Con Paraguay ocurrió otro tanto. El senado de este país hermano no había hecho lugar al pedido de Venezuela de ser admitido como miembro pleno. Cuando el presidente Fernando Lugo fue destituido, por iniciativa de nuestro país Paraguay fue excluido del Mercosur. Removido este obstáculo, inmediatamente fue aceptada la incorporación de Venezuela, de un modo tramposo y por razones de afinidad política. En una insólita intromisión en los asuntos internos de un integrante del Mercosur, nuestro país tomó la iniciativa para su exclusión, aunque ella también fue acompañada por Brasil y Uruguay. Lugo fue destituido conforme a la ley paraguaya, sin mayores reclamos de ninguna de las partes, ni siquiera del propio Lugo. La posterior elección de un nuevo presidente confirmó la instiitucionalidad del desplazamiento, realizado por ambas cámaras, con la confirmación de la Suprema Corte paraguaya.
Con Brasil, las rispideces van creciendo día a día. Para sólo tomar los últimos hechos, es inevitable que mencionemos el caso de Vale, el grupo económico que había decidido realizar una importante inversión en Mendoza, para la extracción de potasio. Las razones de su deserción fueron evidentes: los brasileños no hacen beneficencia. El debarajuste del tipo de cambio los obligaba a traer dólares a 5 pesos para luego tener que recuperar la inversión con dólares a 9 pesos.

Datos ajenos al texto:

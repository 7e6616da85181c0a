//! 設定

use std::path::PathBuf;

#[derive(Debug, Clone)]
pub struct AppConfig {
    /// 画像ファイルの保存ルート
    pub base_data_dir: PathBuf,
    /// 画像URLの組み立てに使う公開ベースURL
    pub public_base_url: String,
    pub database_path: String,
    pub bind_addr: String,
    pub max_body_bytes: usize,
}

impl Default for AppConfig {
    fn default() -> Self {
        Self {
            base_data_dir: PathBuf::from("/data/catalog"),
            public_base_url: "http://localhost:3000/media".to_string(),
            database_path: "/data/catalog/catalog.db".to_string(),
            bind_addr: "0.0.0.0:3000".to_string(),
            max_body_bytes: 50 * 1024 * 1024,
        }
    }
}

impl AppConfig {
    /// 環境変数で既定値を上書き
    pub fn from_env() -> Self {
        let mut config = Self::default();
        if let Ok(dir) = std::env::var("CATALOG_DATA_DIR") {
            config.base_data_dir = PathBuf::from(dir);
        }
        if let Ok(url) = std::env::var("CATALOG_PUBLIC_BASE_URL") {
            config.public_base_url = url;
        }
        if let Ok(path) = std::env::var("CATALOG_DB_PATH") {
            config.database_path = path;
        }
        if let Ok(addr) = std::env::var("CATALOG_BIND_ADDR") {
            config.bind_addr = addr;
        }
        if let Some(bytes) = std::env::var("CATALOG_MAX_BODY_BYTES")
            .ok()
            .and_then(|v| v.parse().ok())
        {
            config.max_body_bytes = bytes;
        }
        config
    }
}
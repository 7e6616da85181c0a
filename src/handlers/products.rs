//! Products API Handlers
//! /api/products エンドポイント

use axum::{
    async_trait,
    extract::{FromRequest, FromRequestParts, Multipart, Path, Request, State},
    http::{header, request::Parts, StatusCode},
    response::Json,
};
use serde::Serialize;
use serde_json::Value;
use std::convert::Infallible;
use std::sync::Arc;
use tracing::{info, warn};

use crate::catalog::{form_fields_to_value, ProductPayload};
use crate::error::CatalogError;
use crate::models::{ProductAggregate, UploadedImage};
use crate::storage::inspect_upload;
use crate::AppState;

/// 画像ファイルとして扱う multipart フィールド名
const IMAGE_FIELDS: &[&str] = &["images", "images[]", "image"];

// ========================================
// Response Types
// ========================================

#[derive(Serialize)]
pub struct ProductResponse {
    pub success: bool,
    pub product: ProductAggregate,
}

#[derive(Serialize)]
pub struct DeleteResponse {
    pub success: bool,
    pub message: String,
}

// ========================================
// Extractors
// ========================================

/// 監査用の呼び出し元 (x-user-id ヘッダー)
pub struct Caller(pub Option<String>);

#[async_trait]
impl<S> FromRequestParts<S> for Caller
where
    S: Send + Sync,
{
    type Rejection = Infallible;

    async fn from_request_parts(parts: &mut Parts, _state: &S) -> Result<Self, Self::Rejection> {
        let user_id = parts
            .headers
            .get("x-user-id")
            .and_then(|v| v.to_str().ok())
            .map(str::trim)
            .filter(|v| !v.is_empty())
            .map(str::to_string);
        Ok(Caller(user_id))
    }
}

/// JSON または multipart/form-data の商品入力
pub struct ProductForm {
    pub payload: ProductPayload,
    pub uploads: Vec<UploadedImage>,
}

#[async_trait]
impl FromRequest<Arc<AppState>> for ProductForm {
    type Rejection = CatalogError;

    async fn from_request(req: Request, state: &Arc<AppState>) -> Result<Self, Self::Rejection> {
        let is_multipart = req
            .headers()
            .get(header::CONTENT_TYPE)
            .and_then(|v| v.to_str().ok())
            .map(|ct| ct.starts_with("multipart/form-data"))
            .unwrap_or(false);

        if !is_multipart {
            let Json(value) = Json::<Value>::from_request(req, state)
                .await
                .map_err(|e| CatalogError::validation("payload", e.body_text()))?;
            return Ok(Self {
                payload: ProductPayload::from_value(&value)?,
                uploads: Vec::new(),
            });
        }

        let mut multipart = Multipart::from_request(req, state)
            .await
            .map_err(|e| CatalogError::validation("payload", format!("Multipart error: {}", e)))?;

        let mut fields = Vec::new();
        let mut uploads = Vec::new();
        while let Some(field) = multipart.next_field().await.map_err(|e| {
            CatalogError::validation("payload", format!("Multipart error: {}", e))
        })? {
            let name = field.name().unwrap_or("").to_string();
            if IMAGE_FIELDS.contains(&name.as_str()) {
                let file_name = field.file_name().map(|s| s.to_string());
                let content_type = field.content_type().map(|s| s.to_string());
                let data = field.bytes().await.map_err(|e| {
                    CatalogError::validation("images", format!("File read error: {}", e))
                })?;
                let upload = inspect_upload(
                    file_name,
                    content_type,
                    data.to_vec(),
                    state.config.max_body_bytes,
                );
                if let Some(reason) = &upload.error {
                    warn!("Rejected upload {:?}: {}", upload.file_name, reason);
                }
                uploads.push(upload);
            } else {
                let text = field.text().await.map_err(|e| {
                    CatalogError::validation(name.clone(), format!("Field read error: {}", e))
                })?;
                fields.push((name, text));
            }
        }

        let payload = ProductPayload::from_value(&form_fields_to_value(fields))?;
        Ok(Self { payload, uploads })
    }
}

// ========================================
// Handlers
// ========================================

/// POST /api/products - Product作成（JSON / Multipart）
pub async fn create_product(
    State(state): State<Arc<AppState>>,
    Caller(caller): Caller,
    form: ProductForm,
) -> Result<(StatusCode, Json<ProductResponse>), CatalogError> {
    let product = state
        .catalog
        .create_product(&form.payload, &form.uploads, caller.as_deref())
        .await?;

    info!("Product created via API: id={}", product.product.id);
    Ok((
        StatusCode::CREATED,
        Json(ProductResponse {
            success: true,
            product,
        }),
    ))
}

/// GET /api/products/:id - Product詳細
pub async fn get_product(
    State(state): State<Arc<AppState>>,
    Path(id): Path<i64>,
) -> Result<Json<ProductResponse>, CatalogError> {
    let product = state.catalog.get_product(id).await?;
    Ok(Json(ProductResponse {
        success: true,
        product,
    }))
}

/// PUT /api/products/:id - Product更新（POST でも可）
pub async fn update_product(
    State(state): State<Arc<AppState>>,
    Path(id): Path<i64>,
    Caller(caller): Caller,
    form: ProductForm,
) -> Result<Json<ProductResponse>, CatalogError> {
    let product = state
        .catalog
        .update_product(id, &form.payload, &form.uploads, caller.as_deref())
        .await?;
    Ok(Json(ProductResponse {
        success: true,
        product,
    }))
}

/// DELETE /api/products/:id - Product論理削除
pub async fn delete_product(
    State(state): State<Arc<AppState>>,
    Path(id): Path<i64>,
    Caller(caller): Caller,
) -> Result<Json<DeleteResponse>, CatalogError> {
    state.catalog.delete_product(id, caller.as_deref()).await?;
    Ok(Json(DeleteResponse {
        success: true,
        message: format!("Product {} deleted", id),
    }))
}

/// DELETE /api/products/:id/purge - 論理削除済みProductの物理削除
pub async fn purge_product(
    State(state): State<Arc<AppState>>,
    Path(id): Path<i64>,
    Caller(caller): Caller,
) -> Result<Json<DeleteResponse>, CatalogError> {
    state.catalog.purge_product(id).await?;
    info!("🔥 Purge requested by {:?}: product {}", caller, id);
    Ok(Json(DeleteResponse {
        success: true,
        message: format!("Product {} purged", id),
    }))
}
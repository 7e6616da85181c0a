//! Product catalog
//! 商品集約（商品・バリアント・画像・タグ）の作成・更新

pub mod derived;
pub mod images;
pub mod payload;
pub mod service;
pub mod uniqueness;
pub mod validator;
pub mod writer;

pub use payload::{form_fields_to_value, ProductPayload};
pub use service::ProductCatalogService;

Luego vino el fracaso por la frustrada venta de las instalaciones locales de Petrobrás a Cristóbal López. Y quizá fue esto lo que hizo a la presidenta decidir la expropiación del Tren de la Costa, servicio explotado por la brasileña América Latina Logística (ALL). Quedan también las innumerables fricciones aduaneras perpetradas por Moreno aunque luego tuvo que retroceder por las represalias brasileñas.
Argentina siente afinidad con Venezuela, Bolivia y Ecuador. Son los gobiernos que verdaderamente le gustan y con los que tiene mayores coincidencias políticas e ideológicas. Porque son las palabras lo que verdaderamente parece importar. Las declaraciones, los comunicados, los gestos, más que la consolidación efectiva de un espacio político y económico potente y sólido.
La unidad sudamericana, si eso es lo que efectivamente se busca, no puede depender del signo político circunstancial de los gobiernos de estos países. Es una bandera de largo aliento que supera toda consideración coyuntural y demanda ser pensada en términos de décadas, de objetivos estratégicos de largo plazo, intereses permanentes. Pero para este gobierno, lo que importa son las puras declaraciones, la tribuna, los discursos y las menciones a la lucha de San Martín y Bolívar.
Como si eso relevara a nuestra generación de hacer la parte que le corresponde. Porque una cosa es el guitarreo inconducente y otra muy distinta trabajar para lograr lo que se declama.